Member of the Bundestag
- Incumbent
- Assumed office 2017

Personal details
- Born: 22 February 1986 (age 40) Augsburg, West Germany
- Party: AfD

= Norbert Kleinwächter =

German politician (born 1986)

Norbert Kleinwächter (born 22 February 1986) is a German politician. Born in Augsburg, Bavaria, he represents Alternative for Germany (AfD). Norbert Kleinwächter has served as a member of the Bundestag from the state of Brandenburg since 2017. Kleinwächter is deputy Chairman of the AfD parliamentary group since 2021.

== Political career ==
From 2005 to 2007 Kleinwächter was a member of the Labor & Social Justice Party - The Electoral Alternative.
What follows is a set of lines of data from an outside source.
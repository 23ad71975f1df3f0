//! Database migrations

use crate::error::Result;
use libsql::Connection;

/// Current schema version
const CURRENT_VERSION: i32 = 1;

/// Run all pending migrations
pub async fn run(conn: &Connection) -> Result<()> {
    let version = get_version(conn).await?;

    if version < 1 {
        apply(conn, 1, &V1_STATEMENTS).await?;
    }

    Ok(())
}

/// Get the current schema version
async fn get_version(conn: &Connection) -> Result<i32> {
    let mut rows = conn
        .query(
            "SELECT EXISTS(SELECT 1 FROM sqlite_master WHERE type='table' AND name='schema_version')",
            (),
        )
        .await?;

    let exists: bool = if let Some(row) = rows.next().await? {
        row.get::<i32>(0)? != 0
    } else {
        false
    };

    if !exists {
        return Ok(0);
    }

    let mut rows = conn
        .query("SELECT COALESCE(MAX(version), 0) FROM schema_version", ())
        .await?;

    let version: i32 = if let Some(row) = rows.next().await? {
        row.get(0)?
    } else {
        0
    };

    Ok(version)
}

/// Version 1: key-value table backing the item store, outbox and options
const V1_STATEMENTS: [&str; 3] = [
    "CREATE TABLE IF NOT EXISTS schema_version (
        version INTEGER PRIMARY KEY
    )",
    "CREATE TABLE IF NOT EXISTS kv (
        key TEXT PRIMARY KEY,
        value TEXT NOT NULL,
        updated_at INTEGER NOT NULL
    )",
    "INSERT INTO schema_version (version) VALUES (1)",
];

/// Run one migration's statements inside a transaction
async fn apply(conn: &Connection, version: i32, statements: &[&str]) -> Result<()> {
    conn.execute("BEGIN TRANSACTION", ()).await?;

    for stmt in statements {
        if let Err(e) = conn.execute(stmt, ()).await {
            conn.execute("ROLLBACK", ()).await.ok();
            return Err(e.into());
        }
    }

    if let Err(e) = conn.execute("COMMIT", ()).await {
        conn.execute("ROLLBACK", ()).await.ok();
        return Err(e.into());
    }

    tracing::info!("Migrated database to version {version} (latest {CURRENT_VERSION})");
    Ok(())
}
He has been a member of the AfD since 2013 where he is considered to belong to a moderate faction.  In 2014 he became a member of the Dahme-Spreewald district association and chairman of its AfD parliamentary group.  After the 2017 general election, he became a member of the German Bundestag via the Brandenburg state list and the Committee on European Union Affairs.

Norbert Kleinwaechter has been on the board of the Franco-German Parliamentary Assembly since 2019 and serves as a permanent member of the German delegation to the Council of Europe.